The fight itself towards the summits suffices to fill a heart of man; it is necessary to imagine Sisyphus happy...
Avram Grant will refuse to walk away from West Ham United even if they are relegated this season, leaving the club with a compensation bill of around £3.5m if it wants to get rid of the Israeli. Writing in the Guardian, Jamie Jackson states the 56-year-old will decline the chance to return to Chelsea, where he was formerly manager, to become the west London club's director of football if offered the post, contrary to reports.
West Ham will go down on Sunday if they lose at Wigan Athletic and even with a victory could be condemned by other results. Grant has told friends that despite a troubled season in which West Ham have rarely been out of the bottom three he still believes in the project David Gold and David Sullivan, the co-owners, signed him to do last summer.
This was to build a foundation on which to take the club forward over the next four seasons while developing the potential within the West Ham academy. While Grant may not get the chance to continue this if the club does go down, Sullivan and Gold would face a huge pay-off to remove him as he has three years remaining on his contract. It is the hefty price to pay for the staggeringly stupid decision to give the man a four-year contract, notes Steven Howard in today’s Sun.
Gold talked about Grant having 'been there, done it, got the T-shirt'. The only thing on his T-shirt was a big F. For Failure (just in case you thought it stood for something else), he quips. Bathing in his success of masterminding Portsmouth's relegation, he has gone on to fresh glory by winning more cup games this season (eight) than league matches (seven). In many ways the Israeli is the managerial Sisyphus, condemned to toil away in laborious futility at the foot of the Premier League table. When he realised there is no fate that cannot be surmounted by scorn, he became free to comprehend the absurdity of his situation and has reached a state of contented acceptance.
So, how did Sullivan and Gold ever fall for this three-card trick? How on earth did they get suckered into it by agents Pini Zahavi and Barry Silkman? Howard asks. Surely, they couldn't have been so naive to sign him just because he was some sort of 'mate'? Most people think that is the entire reason. And why, when it became apparent Grant was once again hopelessly out of his depth, did they not jettison him in January and bring in a Red Adair firefighter like, say, Sam Allardyce?
For his part, Gold insists there are no plans to discuss Grant's future at the club until the end of the season. The Hammers are keen to ensure that there are no distractions as they enter a make-or-break stage of the campaign, with their Premier League status still hanging in the balance. It is the board’s wish to reflect on the campaign as a whole over the summer. "We will sit down at the end of the season as we always do with our managers and we will take it from there," he told Sky Sports News. "If you speak to Avram, he will say exactly the same thing. He's just focused on these two games."
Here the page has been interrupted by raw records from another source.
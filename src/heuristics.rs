//! Text fallback for severity counting.
//!
//! Used only when structured findings are unavailable. The counts are an
//! estimate: markers are not deduplicated, so the same issue can be counted
//! once for its severity keyword and again by the escalation keywords.

use crate::classifier::{Severity, SeverityCounts};
use crate::config::{CountMode, EscalationMode, HeuristicsConfig};

pub trait TextHeuristic: Send + Sync {
    fn name(&self) -> &'static str;

    /// Add estimated counts for `raw` to `counts`.
    fn classify_text(&self, raw: &str, counts: &mut SeverityCounts);
}

pub struct KeywordHeuristic {
    count_mode: CountMode,
    escalation: EscalationMode,
    markers: Vec<(Severity, String)>,
    escalation_keywords: Vec<String>,
}

impl KeywordHeuristic {
    pub fn new(config: &HeuristicsConfig) -> Self {
        let mut markers = Vec::new();
        for (severity, list) in [
            (Severity::High, &config.high_markers),
            (Severity::Medium, &config.medium_markers),
            (Severity::Low, &config.low_markers),
        ] {
            markers.extend(list.iter().filter(|m| !m.is_empty()).map(|m| (severity, m.clone())));
        }

        Self {
            count_mode: config.count_mode,
            escalation: config.escalation,
            markers,
            escalation_keywords: config.escalation_keywords.iter().filter(|k| !k.is_empty()).cloned().collect(),
        }
    }

    fn hits(&self, raw: &str, needle: &str) -> usize {
        match self.count_mode {
            CountMode::Presence => usize::from(raw.contains(needle)),
            CountMode::Occurrences => raw.matches(needle).count(),
        }
    }
}

impl TextHeuristic for KeywordHeuristic {
    fn name(&self) -> &'static str {
        "keyword"
    }

    fn classify_text(&self, raw: &str, counts: &mut SeverityCounts) {
        for (severity, marker) in &self.markers {
            counts.add(*severity, self.hits(raw, marker));
        }

        match self.escalation {
            EscalationMode::Off => {}
            EscalationMode::Any => {
                if self.escalation_keywords.iter().any(|k| raw.contains(k.as_str())) {
                    counts.record(Severity::High);
                }
            }
            EscalationMode::Each => {
                let hits: usize = self.escalation_keywords.iter().map(|k| raw.matches(k.as_str()).count()).sum();
                counts.add(Severity::High, hits);
            }
        }
    }
}

/// Leaves counts untouched.
pub struct DisabledHeuristic;

impl TextHeuristic for DisabledHeuristic {
    fn name(&self) -> &'static str {
        "disabled"
    }

    fn classify_text(&self, _raw: &str, _counts: &mut SeverityCounts) {}
}

pub fn from_config(config: &HeuristicsConfig) -> Box<dyn TextHeuristic> {
    if config.enabled {
        Box::new(KeywordHeuristic::new(config))
    } else {
        Box::new(DisabledHeuristic)
    }
}

#[cfg(test)]
mod tests {
    use super::*;

    const SAMPLE: &str = "\
INFO:Detectors:
Reentrancy in Vault.withdraw() (high severity)
Vault.pay() sends eth to arbitrary user (high severity)
Missing events (low severity)
Reentrancy in Vault.deposit()
";

    fn counts_for(config: &HeuristicsConfig, text: &str) -> SeverityCounts {
        let mut counts = SeverityCounts::default();
        KeywordHeuristic::new(config).classify_text(text, &mut counts);
        counts
    }

    #[test]
    fn test_presence_with_any_escalation() {
        let counts = counts_for(&HeuristicsConfig::default(), SAMPLE);
        // one for "high severity", one escalation
        assert_eq!(counts.high, 2);
        assert_eq!(counts.medium, 0);
        assert_eq!(counts.low, 1);
    }

    #[test]
    fn test_occurrences_with_each_escalation() {
        let config = HeuristicsConfig {
            count_mode: CountMode::Occurrences,
            escalation: EscalationMode::Each,
            ..HeuristicsConfig::default()
        };
        let counts = counts_for(&config, SAMPLE);
        // 2 "high severity" + 2 "Reentrancy" + 1 "arbitrary user" + 1 "sends eth to arbitrary"
        assert_eq!(counts.high, 6);
        assert_eq!(counts.low, 1);
    }

    #[test]
    fn test_escalation_off() {
        let config = HeuristicsConfig {
            escalation: EscalationMode::Off,
            ..HeuristicsConfig::default()
        };
        assert_eq!(counts_for(&config, "Reentrancy everywhere").high, 0);
    }

    #[test]
    fn test_escalation_without_severity_keyword() {
        let counts = counts_for(&HeuristicsConfig::default(), "Reentrancy in Bank.claim()");
        assert_eq!(counts.high, 1);
    }

    #[test]
    fn test_counts_accumulate_across_calls() {
        let heuristic = KeywordHeuristic::new(&HeuristicsConfig::default());
        let mut counts = SeverityCounts::default();
        heuristic.classify_text("medium severity", &mut counts);
        heuristic.classify_text("medium severity", &mut counts);
        assert_eq!(counts.medium, 2);
    }

    #[test]
    fn test_disabled_from_config() {
        let config = HeuristicsConfig {
            enabled: false,
            ..HeuristicsConfig::default()
        };
        let heuristic = from_config(&config);
        let mut counts = SeverityCounts::default();
        heuristic.classify_text(SAMPLE, &mut counts);
        assert_eq!(counts, SeverityCounts::default());
        assert_eq!(heuristic.name(), "disabled");
    }
}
On the Hammers' chances of taking enough from those games to see them safe, Gold said: "We're not going to Manchester United, we're not going to Arsenal. We all fear the top clubs and rightly so because they're miles ahead of everybody else. It's a level playing field and we go to Wigan with optimism and determination to win the game." Should that optimism prove unfounded, relegation will spark a fire-sale to plug the £40m hole Sullivan believes Championship football next season would leave. Even a player of the calibre of Scott Parker, states Howard, would be offloaded for a sum nowhere near his true value as other clubs take advantage of West Ham's desperate state.
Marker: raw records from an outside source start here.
use serde::{Deserialize, Serialize};
use std::collections::HashSet;
use std::{env, path::{Path, PathBuf}};

pub const DEFAULT_FINDINGS_MARKERS: &[&str] = &["analyzed", "result(s) found", "results found"];

#[derive(Debug, Clone, Serialize, Deserialize)]
#[serde(default)]
pub struct Config {
    pub contract_root: PathBuf,
    pub output_root: PathBuf,
    pub source_extensions: Vec<String>,
    pub exclude_dirs: Vec<String>,
    /// Command whose first output line is shown as the compiler version in reports.
    pub compiler_version_command: Option<Vec<String>>,
    pub retry: RetryConfig,
    pub heuristics: HeuristicsConfig,
    pub tools: Vec<ToolInvocationSpec>,
}

#[derive(Debug, Clone, Serialize, Deserialize)]
#[serde(default)]
pub struct RetryConfig {
    pub max_attempts: u32,
    pub backoff_seconds: u64,
    pub retry_timeouts: bool,
}

#[derive(Debug, Clone, Serialize, Deserialize)]
#[serde(default)]
pub struct HeuristicsConfig {
    pub enabled: bool,
    pub count_mode: CountMode,
    pub escalation: EscalationMode,
    pub high_markers: Vec<String>,
    pub medium_markers: Vec<String>,
    pub low_markers: Vec<String>,
    pub escalation_keywords: Vec<String>,
}

#[derive(Debug, Clone, Copy, PartialEq, Eq, Serialize, Deserialize)]
#[serde(rename_all = "lowercase")]
pub enum CountMode {
    /// Each marker adds one when it appears anywhere in the text.
    Presence,
    /// Every occurrence of a marker adds one.
    Occurrences,
}

#[derive(Debug, Clone, Copy, PartialEq, Eq, Serialize, Deserialize)]
#[serde(rename_all = "lowercase")]
pub enum EscalationMode {
    Off,
    /// One High when any escalation keyword appears.
    Any,
    /// One High per occurrence of every escalation keyword.
    Each,
}

#[derive(Debug, Clone, Copy, PartialEq, Eq, Serialize, Deserialize)]
pub enum ToolRole {
    Analyzer,
    SymbolicExecution,
    Linter,
    Visualizer,
}

#[derive(Debug, Clone, Copy, PartialEq, Eq, Serialize, Deserialize)]
pub enum StreamMode {
    /// Stdout, or stderr when the tool wrote nothing to stdout.
    Stdout,
    Combined,
}

#[derive(Debug, Clone, Serialize, Deserialize)]
pub struct ToolInvocationSpec {
    pub name: String,
    pub role: ToolRole,
    pub program: String,
    #[serde(default)]
    pub args: Vec<String>,
    #[serde(default)]
    pub timeout_seconds: Option<u64>,
    #[serde(default)]
    pub structured_artifact: Option<String>,
    #[serde(default = "default_findings_markers")]
    pub findings_markers: Vec<String>,
    #[serde(default = "default_stream")]
    pub stream: StreamMode,
    #[serde(default)]
    pub diagram: Option<DiagramSpec>,
    /// Arguments for the installation check before a run.
    #[serde(default = "default_version_args")]
    pub version_args: Vec<String>,
}

#[derive(Debug, Clone, Serialize, Deserialize)]
pub struct DiagramSpec {
    pub program: String,
    pub args: Vec<String>,
}

fn default_findings_markers() -> Vec<String> {
    DEFAULT_FINDINGS_MARKERS.iter().map(|s| s.to_string()).collect()
}

fn default_version_args() -> Vec<String> {
    strings(&["--version"])
}

fn default_stream() -> StreamMode {
    StreamMode::Stdout
}

fn strings(items: &[&str]) -> Vec<String> {
    items.iter().map(|s| s.to_string()).collect()
}

impl Default for RetryConfig {
    fn default() -> Self {
        Self {
            max_attempts: 1,
            backoff_seconds: 0,
            retry_timeouts: false,
        }
    }
}

impl Default for HeuristicsConfig {
    fn default() -> Self {
        Self {
            enabled: true,
            count_mode: CountMode::Presence,
            escalation: EscalationMode::Any,
            high_markers: strings(&["high severity"]),
            medium_markers: strings(&["medium severity"]),
            low_markers: strings(&["low severity"]),
            escalation_keywords: strings(&["arbitrary user", "sends eth to arbitrary", "Reentrancy"]),
        }
    }
}

impl Default for DiagramSpec {
    fn default() -> Self {
        Self {
            program: "dot".to_string(),
            args: strings(&["-Tpng", "{input}", "-o", "{output}"]),
        }
    }
}

impl ToolInvocationSpec {
    pub fn new(name: &str, role: ToolRole, program: &str, args: &[&str]) -> Self {
        Self {
            name: name.to_string(),
            role,
            program: program.to_string(),
            args: strings(args),
            timeout_seconds: None,
            structured_artifact: None,
            findings_markers: default_findings_markers(),
            stream: StreamMode::Stdout,
            diagram: None,
            version_args: default_version_args(),
        }
    }

    pub fn with_timeout(mut self, seconds: u64) -> Self {
        self.timeout_seconds = Some(seconds);
        self
    }

    pub fn with_diagram(mut self) -> Self {
        self.diagram = Some(DiagramSpec::default());
        self
    }

    /// File name of the raw text artifact, e.g. `slither-output.txt`.
    pub fn raw_artifact_name(&self) -> String {
        format!("{}-output.txt", self.name)
    }

    /// File name of the structured artifact. Analyzer tools always have one.
    pub fn structured_artifact_name(&self) -> Option<String> {
        match (&self.structured_artifact, self.role) {
            (Some(name), _) => Some(name.clone()),
            (None, ToolRole::Analyzer) => Some(format!("{}-output.json", self.name)),
            (None, _) => None,
        }
    }
}

impl Default for Config {
    fn default() -> Self {
        Self {
            contract_root: PathBuf::from("./contracts"),
            output_root: PathBuf::from("./audit-reports"),
            source_extensions: strings(&["sol"]),
            exclude_dirs: strings(&["node_modules"]),
            compiler_version_command: Some(strings(&["solc", "--version"])),
            retry: RetryConfig::default(),
            heuristics: HeuristicsConfig::default(),
            tools: default_tools(),
        }
    }
}

pub fn default_tools() -> Vec<ToolInvocationSpec> {
    vec![
        ToolInvocationSpec::new("slither", ToolRole::Analyzer, "slither", &["{target}", "--json", "{artifact}"]),
        ToolInvocationSpec::new(
            "mythril",
            ToolRole::SymbolicExecution,
            "myth",
            &["analyze", "{target}", "-o", "markdown", "--max-depth", "10"],
        )
        .with_timeout(300),
        ToolInvocationSpec::new("solhint", ToolRole::Linter, "solhint", &["{target}"]),
        ToolInvocationSpec::new("surya-describe", ToolRole::Visualizer, "surya", &["describe", "{target}"]),
        ToolInvocationSpec::new("surya-graph", ToolRole::Visualizer, "surya", &["graph", "{target}"]).with_diagram(),
        ToolInvocationSpec::new("surya-inheritance", ToolRole::Visualizer, "surya", &["inheritance", "{target}"])
            .with_diagram(),
    ]
}

impl Config {
    /// Get the default config file path (~/.contract-audit.toml)
    pub fn default_config_path() -> crate::Result<PathBuf> {
        let home_dir = env::var("HOME")
            .or_else(|_| env::var("USERPROFILE"))
            .map_err(|_| anyhow::anyhow!("Could not determine home directory"))?;
        Ok(PathBuf::from(home_dir).join(".contract-audit.toml"))
    }

    /// Load config from the default path, falling back to defaults if the file doesn't exist
    pub fn load() -> crate::Result<Self> {
        let config_path = Self::default_config_path()?;

        let config = if config_path.exists() {
            println!("📝 Loading configuration from: {}", config_path.display());
            Self::from_file(&config_path)?
        } else {
            tracing::debug!(path = %config_path.display(), "no config file, using defaults");
            Self::default()
        };

        config.validate()?;
        Ok(config)
    }

    /// Load config from a specific file path
    pub fn from_file(path: &Path) -> crate::Result<Self> {
        let content = std::fs::read_to_string(path)
            .map_err(|e| anyhow::anyhow!("failed to read config {}: {}", path.display(), e))?;
        let config: Config = toml::from_str(&content)?;
        config.validate()?;
        Ok(config)
    }

    /// Save config to a file
    pub fn to_file(&self, path: &Path) -> crate::Result<()> {
        if let Some(parent) = path.parent() {
            if !parent.as_os_str().is_empty() {
                std::fs::create_dir_all(parent)?;
            }
        }

        let content = toml::to_string_pretty(self)?;
        std::fs::write(path, content)?;
        Ok(())
    }

    pub fn validate(&self) -> crate::Result<()> {
        if self.retry.max_attempts == 0 {
            anyhow::bail!("retry.max_attempts must be at least 1");
        }

        let mut seen = HashSet::new();
        for tool in &self.tools {
            if tool.name.trim().is_empty() {
                anyhow::bail!("tool names must not be empty");
            }
            if tool.name.contains(['/', '\\']) {
                anyhow::bail!("tool name '{}' must not contain path separators", tool.name);
            }
            if tool.program.trim().is_empty() {
                anyhow::bail!("tool '{}' has an empty program", tool.name);
            }
            if !seen.insert(tool.name.as_str()) {
                anyhow::bail!("tool '{}' is declared more than once", tool.name);
            }
        }

        Ok(())
    }

    /// The first `Analyzer` in declared order; its artifacts feed the aggregate tally.
    pub fn primary_analyzer(&self) -> Option<&ToolInvocationSpec> {
        self.tools.iter().find(|t| t.role == ToolRole::Analyzer)
    }

    /// Create a config file with all available options documented
    pub fn create_documented_config() -> String {
        r#"# contract-audit configuration file
# Command-line arguments for the contract and output roots override these values.

# Directory scanned for contract sources
contract_root = "./contracts"

# Directory receiving reports. WARNING: its contents are deleted at the start of every run.
output_root = "./audit-reports"

# Source file extensions to audit
source_extensions = ["sol"]

# Directory names skipped anywhere in the tree
exclude_dirs = ["node_modules"]

# First line of this command's output is shown as the compiler version
compiler_version_command = ["solc", "--version"]

[retry]
# Total attempts per tool (1 = no retry)
max_attempts = 1
# Pause between attempts
backoff_seconds = 0
# Whether a timed-out tool is retried
retry_timeouts = false

[heuristics]
# Text fallback used when a structured findings file is missing or malformed.
# Counts are approximate and never deduplicated.
enabled = true
# "presence": each marker counts once per file; "occurrences": every hit counts
count_mode = "presence"
# "off", "any" (one High if any keyword appears) or "each" (one High per hit)
escalation = "any"
high_markers = ["high severity"]
medium_markers = ["medium severity"]
low_markers = ["low severity"]
escalation_keywords = ["arbitrary user", "sends eth to arbitrary", "Reentrancy"]

# Tools run in declared order. Placeholders in args:
#   {target}      absolute path of the contract
#   {output_dir}  absolute path of the contract's report directory
#   {artifact}    absolute path of the tool's structured artifact
#   {name}        tool name
# Roles: Analyzer, SymbolicExecution, Linter, Visualizer.
# The first Analyzer is the primary analyzer used for severity counts.
# Before a run each distinct program is started once with `version_args`
# (default ["--version"]) to report which tools are installed.

[[tools]]
name = "slither"
role = "Analyzer"
program = "slither"
args = ["{target}", "--json", "{artifact}"]

[[tools]]
name = "mythril"
role = "SymbolicExecution"
program = "myth"
args = ["analyze", "{target}", "-o", "markdown", "--max-depth", "10"]
timeout_seconds = 300

[[tools]]
name = "solhint"
role = "Linter"
program = "solhint"
args = ["{target}"]

[[tools]]
name = "surya-describe"
role = "Visualizer"
program = "surya"
args = ["describe", "{target}"]

[[tools]]
name = "surya-graph"
role = "Visualizer"
program = "surya"
args = ["graph", "{target}"]
diagram = { program = "dot", args = ["-Tpng", "{input}", "-o", "{output}"] }

[[tools]]
name = "surya-inheritance"
role = "Visualizer"
program = "surya"
args = ["inheritance", "{target}"]
diagram = { program = "dot", args = ["-Tpng", "{input}", "-o", "{output}"] }
"#
        .to_string()
    }
}

#[cfg(test)]
mod tests {
    use super::*;

    #[test]
    fn test_documented_config_parses_to_defaults() {
        let config: Config = toml::from_str(&Config::create_documented_config()).unwrap();
        config.validate().unwrap();

        let defaults = Config::default();
        assert_eq!(config.tools.len(), defaults.tools.len());
        assert_eq!(config.primary_analyzer().unwrap().name, "slither");
        assert_eq!(config.tools[1].timeout_seconds, Some(300));
        assert!(config.tools[4].diagram.is_some());
        assert_eq!(config.heuristics.escalation, EscalationMode::Any);
    }

    #[test]
    fn test_partial_config_fills_defaults() {
        let config: Config = toml::from_str("output_root = \"out\"\n[retry]\nmax_attempts = 3\n").unwrap();
        assert_eq!(config.output_root, PathBuf::from("out"));
        assert_eq!(config.retry.max_attempts, 3);
        assert!(!config.retry.retry_timeouts);
        assert_eq!(config.source_extensions, vec!["sol".to_string()]);
    }

    #[test]
    fn test_validate_rejects_duplicates_and_zero_attempts() {
        let mut config = Config::default();
        config.tools.push(config.tools[0].clone());
        assert!(config.validate().is_err());

        let mut config = Config::default();
        config.retry.max_attempts = 0;
        assert!(config.validate().is_err());
    }

    #[test]
    fn test_artifact_names() {
        let slither = &default_tools()[0];
        assert_eq!(slither.raw_artifact_name(), "slither-output.txt");
        assert_eq!(slither.structured_artifact_name().as_deref(), Some("slither-output.json"));

        let solhint = &default_tools()[2];
        assert_eq!(solhint.structured_artifact_name(), None);
    }

    #[test]
    fn test_round_trip_through_file() {
        let dir = tempfile::tempdir().unwrap();
        let path = dir.path().join("nested").join("audit.toml");
        Config::default().to_file(&path).unwrap();
        let loaded = Config::from_file(&path).unwrap();
        assert_eq!(loaded.tools.len(), 6);
    }
}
The man himself, of course, was picking up the Football Writers' Association's award last night in recognition of his performances this season. Grant believes it sends an important message to the footballing world. "I am very pleased that the members of the Football Writers' Association have chosen to honour Scott Parker," he said. "Not just because I think he deserves it, but because it sends a very important message. People assume players in teams at the top of the league are all winners. It is not true. When you are surrounded by quality and confidence is high, it is easier to reach a good level of performance. You only see the true character of a person in times of difficulty. And, as you may have noticed, we at West Ham have faced a lot challenges right from the start of the season. What Scott has done for us as a footballer and as a person is great. It is harder and harder to find players like him in the modern game, men who are professional unconditionally, no matter the situation, who do not become moody and sulk."
While West Ham have struggled this campaign, Parker has been pushing his own rock up that mountain. With no respite and no sense that what he was doing had any meaning, he shone thanks to his commitment to the cause. Grant added: "Scott's mentality is perfect. But we should not forget that he is an excellent footballer. He is a modern midfielder. He defends, he makes a block, he wins the ball. He is determined, his movement is excellent and he scores important goals inside and outside the box. I am glad that his quality has been recognised by Fabio Capello, as well as by the football writers. I always say to young players that they must be careful when they chose who to take as examples. I can think of no-one better than Scott Parker."